▸ **Your instructions**:
Search the records for the string "minimum". Copy each line where it occurs.

━━━━━━

//! Fixed-layout binary formats for log records and hint records.
//!
//! Log record (big-endian):
//!
//! ```text
//! crc32(4) | timestamp_f64(8) | keysize_u16(2) | valuesize_u32(4) | key | value
//! ```
//!
//! The CRC covers everything after itself. Hint record:
//!
//! ```text
//! timestamp_f64(8) | keysize_u16(2) | totalsize_u32(4) | recordoffset_f64(8) | key
//! ```
//!
//! `totalsize` is the full length of the matching log record and
//! `recordoffset` is where that record starts in the data file.

use crc::{Crc, CRC_32_ISO_HDLC};
use thiserror::Error;

pub const CRC_SIZE: usize = 4;
pub const TIMESTAMP_SIZE: usize = 8;
pub const KEY_SIZE_LEN: usize = 2;
pub const VALUE_SIZE_LEN: usize = 4;
pub const HEADER_SIZE: usize = CRC_SIZE + TIMESTAMP_SIZE + KEY_SIZE_LEN + VALUE_SIZE_LEN;

const TIMESTAMP_OFFSET: usize = CRC_SIZE;
const KEY_SIZE_OFFSET: usize = TIMESTAMP_OFFSET + TIMESTAMP_SIZE;
const VALUE_SIZE_OFFSET: usize = KEY_SIZE_OFFSET + KEY_SIZE_LEN;

const TOTAL_SIZE_LEN: usize = 4;
const RECORD_OFFSET_LEN: usize = 8;
pub const HINT_HEADER_SIZE: usize =
    TIMESTAMP_SIZE + KEY_SIZE_LEN + TOTAL_SIZE_LEN + RECORD_OFFSET_LEN;

pub const MAX_KEY_SIZE: usize = u16::MAX as usize;
pub const MAX_VALUE_SIZE: usize = u32::MAX as usize - HEADER_SIZE - MAX_KEY_SIZE;

/// Value that marks a key as deleted.
pub const TOMBSTONE: &[u8] = b"medea_tombstone";

pub(crate) const CRC_CALCULATOR: Crc<u32> = Crc::<u32>::new(&CRC_32_ISO_HDLC);

/// Running checksum for hint streams; a `static` so digests can live in `LogFile`.
pub(crate) static HINT_CRC: Crc<u32> = Crc::<u32>::new(&CRC_32_ISO_HDLC);

#[derive(Debug, Error, PartialEq)]
pub enum FrameError {
    #[error("buffer holds {actual} bytes, frame needs {needed}")]
    Truncated { needed: usize, actual: usize },

    #[error("CRC mismatch: stored 0x{stored:08x}, computed 0x{computed:08x}")]
    BadCrc { stored: u32, computed: u32 },

    #[error("total size {total} is smaller than header plus key ({minimum})")]
    BadTotalSize { total: u32, minimum: usize },
}

pub fn is_tombstone(value: &[u8]) -> bool {
    value == TOMBSTONE
}

/// The fixed 18-byte prefix of a log record.
#[derive(Debug, Clone, Copy, PartialEq)]
pub struct RecordHeader {
    pub crc: u32,
    pub timestamp: f64,
    pub key_size: u16,
    pub value_size: u32,
}

impl RecordHeader {
    /// Reads a header from the first `HEADER_SIZE` bytes of `buf`.
    pub fn parse(buf: &[u8]) -> Result<Self, FrameError> {
        if buf.len() < HEADER_SIZE {
            return Err(FrameError::Truncated {
                needed: HEADER_SIZE,
                actual: buf.len(),
            });
        }
        Ok(RecordHeader {
            crc: u32::from_be_bytes(read_array(buf, 0)),
            timestamp: f64::from_be_bytes(read_array(buf, TIMESTAMP_OFFSET)),
            key_size: u16::from_be_bytes(read_array(buf, KEY_SIZE_OFFSET)),
            value_size: u32::from_be_bytes(read_array(buf, VALUE_SIZE_OFFSET)),
        })
    }

    /// Length of the whole record this header starts.
    pub fn record_len(&self) -> u64 {
        HEADER_SIZE as u64 + self.key_size as u64 + self.value_size as u64
    }
}

/// A log record decoded in place from a buffer.
#[derive(Debug, Clone, Copy, PartialEq)]
pub struct Record<'a> {
    pub header: RecordHeader,
    pub key: &'a [u8],
    pub value: &'a [u8],
}

impl<'a> Record<'a> {
    pub fn timestamp(&self) -> f64 {
        self.header.timestamp
    }

    pub fn is_tombstone(&self) -> bool {
        is_tombstone(self.value)
    }

    pub fn len(&self) -> usize {
        HEADER_SIZE + self.key.len() + self.value.len()
    }

    pub fn is_empty(&self) -> bool {
        self.len() == HEADER_SIZE
    }
}

/// Appends one encoded record to `buf` and returns its length.
pub fn encode_record_into(buf: &mut Vec<u8>, key: &[u8], value: &[u8], timestamp: f64) -> usize {
    let start = buf.len();
    buf.extend_from_slice(&[0u8; CRC_SIZE]);
    buf.extend_from_slice(&timestamp.to_be_bytes());
    buf.extend_from_slice(&(key.len() as u16).to_be_bytes());
    buf.extend_from_slice(&(value.len() as u32).to_be_bytes());
    buf.extend_from_slice(key);
    buf.extend_from_slice(value);

    let crc = CRC_CALCULATOR.checksum(&buf[start + CRC_SIZE..]);
    buf[start..start + CRC_SIZE].copy_from_slice(&crc.to_be_bytes());
    buf.len() - start
}

pub fn encode_record(key: &[u8], value: &[u8], timestamp: f64) -> Vec<u8> {
    let mut buf = Vec::with_capacity(HEADER_SIZE + key.len() + value.len());
    encode_record_into(&mut buf, key, value, timestamp);
    buf
}

/// Decodes the record at the front of `buf` and checks its CRC.
///
/// The buffer must already hold the full header, key and value; trailing
/// bytes beyond the record are ignored.
pub fn decode_record(buf: &[u8]) -> Result<Record<'_>, FrameError> {
    let header = RecordHeader::parse(buf)?;
    let len = header.record_len() as usize;
    if buf.len() < len {
        return Err(FrameError::Truncated {
            needed: len,
            actual: buf.len(),
        });
    }

    let computed = CRC_CALCULATOR.checksum(&buf[CRC_SIZE..len]);
    if computed != header.crc {
        return Err(FrameError::BadCrc {
            stored: header.crc,
            computed,
        });
    }

    let key_end = HEADER_SIZE + header.key_size as usize;
    Ok(Record {
        header,
        key: &buf[HEADER_SIZE..key_end],
        value: &buf[key_end..len],
    })
}

/// A hint record decoded in place from a buffer.
#[derive(Debug, Clone, Copy, PartialEq)]
pub struct HintEntry<'a> {
    pub timestamp: f64,
    pub key_size: u16,
    pub total_size: u32,
    pub record_offset: u64,
    pub key: &'a [u8],
}

impl HintEntry<'_> {
    pub fn value_size(&self) -> u32 {
        self.total_size - HEADER_SIZE as u32 - self.key_size as u32
    }

    pub fn value_position(&self) -> u64 {
        self.record_offset + HEADER_SIZE as u64 + self.key_size as u64
    }

    pub fn len(&self) -> usize {
        HINT_HEADER_SIZE + self.key.len()
    }

    pub fn is_empty(&self) -> bool {
        self.key.is_empty()
    }
}

/// Derives a hint record from the bytes of a record that was just written at
/// `record_offset`, without re-encoding the record. Returns the hint length.
pub fn encode_hint_into(buf: &mut Vec<u8>, record: &[u8], record_offset: u64) -> usize {
    let start = buf.len();
    let key_size = u16::from_be_bytes(read_array(record, KEY_SIZE_OFFSET)) as usize;

    buf.extend_from_slice(&record[TIMESTAMP_OFFSET..TIMESTAMP_OFFSET + TIMESTAMP_SIZE]);
    buf.extend_from_slice(&record[KEY_SIZE_OFFSET..KEY_SIZE_OFFSET + KEY_SIZE_LEN]);
    buf.extend_from_slice(&(record.len() as u32).to_be_bytes());
    buf.extend_from_slice(&(record_offset as f64).to_be_bytes());
    buf.extend_from_slice(&record[HEADER_SIZE..HEADER_SIZE + key_size]);
    buf.len() - start
}

pub fn encode_hint(record: &[u8], record_offset: u64) -> Vec<u8> {
    let mut buf = Vec::with_capacity(HINT_HEADER_SIZE + record.len());
    encode_hint_into(&mut buf, record, record_offset);
    buf
}

/// Decodes the hint record at the front of `buf`.
pub fn decode_hint(buf: &[u8]) -> Result<HintEntry<'_>, FrameError> {
    if buf.len() < HINT_HEADER_SIZE {
        return Err(FrameError::Truncated {
            needed: HINT_HEADER_SIZE,
            actual: buf.len(),
        });
    }
    let timestamp = f64::from_be_bytes(read_array(buf, 0));
    let key_size = u16::from_be_bytes(read_array(buf, TIMESTAMP_SIZE));
    let total_size = u32::from_be_bytes(read_array(buf, TIMESTAMP_SIZE + KEY_SIZE_LEN));
    let record_offset = f64::from_be_bytes(read_array(
        buf,
        TIMESTAMP_SIZE + KEY_SIZE_LEN + TOTAL_SIZE_LEN,
    ));

    let minimum = HEADER_SIZE + key_size as usize;
    if (total_size as usize) < minimum {
        return Err(FrameError::BadTotalSize {
            total: total_size,
            minimum,
        });
    }

    let end = HINT_HEADER_SIZE + key_size as usize;
    if buf.len() < end {
        return Err(FrameError::Truncated {
            needed: end,
            actual: buf.len(),
        });
    }

    Ok(HintEntry {
        timestamp,
        key_size,
        total_size,
        record_offset: record_offset as u64,
        key: &buf[HINT_HEADER_SIZE..end],
    })
}

fn read_array<const N: usize>(buf: &[u8], at: usize) -> [u8; N] {
    let mut out = [0u8; N];
    out.copy_from_slice(&buf[at..at + N]);
    out
}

━━━━━━

▸ **Answer section**:
    #[error("total size {total} is smaller than header plus key ({minimum})")]
    BadTotalSize { total: u32, minimum: usize },
    let minimum = HEADER_SIZE + key_size as usize;
    if (total_size as usize) < minimum {
            minimum,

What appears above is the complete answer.